━━ Material for this exercise ━━

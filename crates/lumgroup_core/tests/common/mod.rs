#![allow(dead_code)]

use rusqlite::{params, Connection};
use std::path::Path;

pub const WGS84_DEFINITION: &str = "GEOGCS[\"WGS 84\",DATUM[\"WGS_1984\",SPHEROID[\"WGS 84\",6378137,298.257223563]],PRIMEM[\"Greenwich\",0],UNIT[\"degree\",0.0174532925199433]]";

/// Creates a minimal GeoPackage catalogue at `path`.
pub fn create_gpkg(path: &Path) -> Connection {
    let conn = Connection::open(path).unwrap();
    conn.execute_batch(
        "PRAGMA application_id = 1196444487;
         CREATE TABLE gpkg_spatial_ref_sys (
            srs_name TEXT NOT NULL,
            srs_id INTEGER PRIMARY KEY,
            organization TEXT NOT NULL,
            organization_coordsys_id INTEGER NOT NULL,
            definition TEXT NOT NULL,
            description TEXT
         );
         CREATE TABLE gpkg_contents (
            table_name TEXT NOT NULL PRIMARY KEY,
            data_type TEXT NOT NULL,
            identifier TEXT UNIQUE,
            description TEXT DEFAULT '',
            last_change DATETIME,
            min_x DOUBLE,
            min_y DOUBLE,
            max_x DOUBLE,
            max_y DOUBLE,
            srs_id INTEGER
         );
         CREATE TABLE gpkg_geometry_columns (
            table_name TEXT NOT NULL,
            column_name TEXT NOT NULL,
            geometry_type_name TEXT NOT NULL,
            srs_id INTEGER NOT NULL,
            z TINYINT NOT NULL,
            m TINYINT NOT NULL,
            PRIMARY KEY (table_name, column_name)
         );
         INSERT INTO gpkg_spatial_ref_sys VALUES ('Undefined cartesian SRS', -1, 'NONE', -1, 'undefined', NULL);
         INSERT INTO gpkg_spatial_ref_sys VALUES ('Undefined geographic SRS', 0, 'NONE', 0, 'undefined', NULL);",
    )
    .unwrap();
    conn.execute(
        "INSERT INTO gpkg_spatial_ref_sys VALUES ('WGS 84', 4326, 'EPSG', 4326, ?1, NULL);",
        [WGS84_DEFINITION],
    )
    .unwrap();
    conn
}

/// Registers a feature table `fid, geom, <extra columns>`.
pub fn add_feature_layer(
    conn: &Connection,
    name: &str,
    geometry_type: &str,
    srs_id: i64,
    extra_columns: &[(&str, &str)],
) {
    let mut columns = vec![
        "\"fid\" INTEGER PRIMARY KEY AUTOINCREMENT".to_string(),
        format!("\"geom\" {geometry_type}"),
    ];
    columns.extend(
        extra_columns
            .iter()
            .map(|(column, declared)| format!("\"{column}\" {declared}")),
    );
    conn.execute_batch(&format!(
        "CREATE TABLE \"{name}\" ({});",
        columns.join(", ")
    ))
    .unwrap();
    conn.execute(
        "INSERT INTO gpkg_contents (table_name, data_type, identifier, srs_id)
         VALUES (?1, 'features', ?1, ?2);",
        params![name, srs_id],
    )
    .unwrap();
    conn.execute(
        "INSERT INTO gpkg_geometry_columns VALUES (?1, 'geom', ?2, ?3, 0, 0);",
        params![name, geometry_type, srs_id],
    )
    .unwrap();
}

/// Registers a plain attribute table without geometry.
pub fn add_attribute_table(conn: &Connection, name: &str) {
    conn.execute_batch(&format!(
        "CREATE TABLE \"{name}\" (\"fid\" INTEGER PRIMARY KEY AUTOINCREMENT, \"label\" TEXT);"
    ))
    .unwrap();
    conn.execute(
        "INSERT INTO gpkg_contents (table_name, data_type, identifier) VALUES (?1, 'attributes', ?1);",
        [name],
    )
    .unwrap();
}

pub fn insert_feature(conn: &Connection, layer: &str, fid: i64, geom: Option<Vec<u8>>, id: Option<i64>) {
    conn.execute(
        &format!("INSERT INTO \"{layer}\" (\"fid\", \"geom\", \"ID\") VALUES (?1, ?2, ?3);"),
        params![fid, geom, id],
    )
    .unwrap();
}

/// Reads `(fid, ID, ITEM, LumCantPos)` ordered by fid.
pub fn read_outputs(conn: &Connection, layer: &str) -> Vec<(i64, Option<i64>, Option<i64>, Option<i64>)> {
    let mut stmt = conn
        .prepare(&format!(
            "SELECT \"fid\", \"ID\", \"ITEM\", \"LumCantPos\" FROM \"{layer}\" ORDER BY \"fid\";"
        ))
        .unwrap();
    stmt.query_map([], |row| Ok((row.get(0)?, row.get(1)?, row.get(2)?, row.get(3)?)))
        .unwrap()
        .collect::<Result<Vec<_>, _>>()
        .unwrap()
}

/// Reads `(fid, ID)` ordered by fid.
pub fn read_ids(conn: &Connection, layer: &str) -> Vec<(i64, Option<i64>)> {
    let mut stmt = conn
        .prepare(&format!("SELECT \"fid\", \"ID\" FROM \"{layer}\" ORDER BY \"fid\";"))
        .unwrap();
    stmt.query_map([], |row| Ok((row.get(0)?, row.get(1)?)))
        .unwrap()
        .collect::<Result<Vec<_>, _>>()
        .unwrap()
}

pub fn column_names(conn: &Connection, layer: &str) -> Vec<String> {
    let mut stmt = conn
        .prepare(&format!("PRAGMA table_info(\"{layer}\");"))
        .unwrap();
    stmt.query_map([], |row| row.get::<_, String>("name"))
        .unwrap()
        .collect::<Result<Vec<_>, _>>()
        .unwrap()
}

fn gpkg_header(srs_id: i32) -> Vec<u8> {
    let mut blob = vec![b'G', b'P', 0, 0x01];
    blob.extend_from_slice(&srs_id.to_le_bytes());
    blob
}

/// GeoPackage blob holding a little-endian 2D point.
pub fn point_blob(x: f64, y: f64) -> Vec<u8> {
    let mut blob = gpkg_header(4326);
    blob.push(1);
    blob.extend_from_slice(&1u32.to_le_bytes());
    blob.extend_from_slice(&x.to_le_bytes());
    blob.extend_from_slice(&y.to_le_bytes());
    blob
}

/// GeoPackage blob holding a single-ring 2D polygon; the ring is closed here.
pub fn polygon_blob(ring: &[(f64, f64)]) -> Vec<u8> {
    let mut blob = gpkg_header(4326);
    blob.push(1);
    blob.extend_from_slice(&3u32.to_le_bytes());
    blob.extend_from_slice(&1u32.to_le_bytes());
    let mut points = ring.to_vec();
    if points.first() != points.last() {
        points.push(ring[0]);
    }
    blob.extend_from_slice(&(points.len() as u32).to_le_bytes());
    for (x, y) in points {
        blob.extend_from_slice(&x.to_le_bytes());
        blob.extend_from_slice(&y.to_le_bytes());
    }
    blob
}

━━━

> _Exercise objective_: Nothing but the lines from the one with "blob.extend_from_slice(&(points.len() as u32).to_le_bytes());" through the final line of the data above should be output, exactly as written.

> _Response_:
    blob.extend_from_slice(&(points.len() as u32).to_le_bytes());
    for (x, y) in points {
        blob.extend_from_slice(&x.to_le_bytes());
        blob.extend_from_slice(&y.to_le_bytes());
    }
    blob
}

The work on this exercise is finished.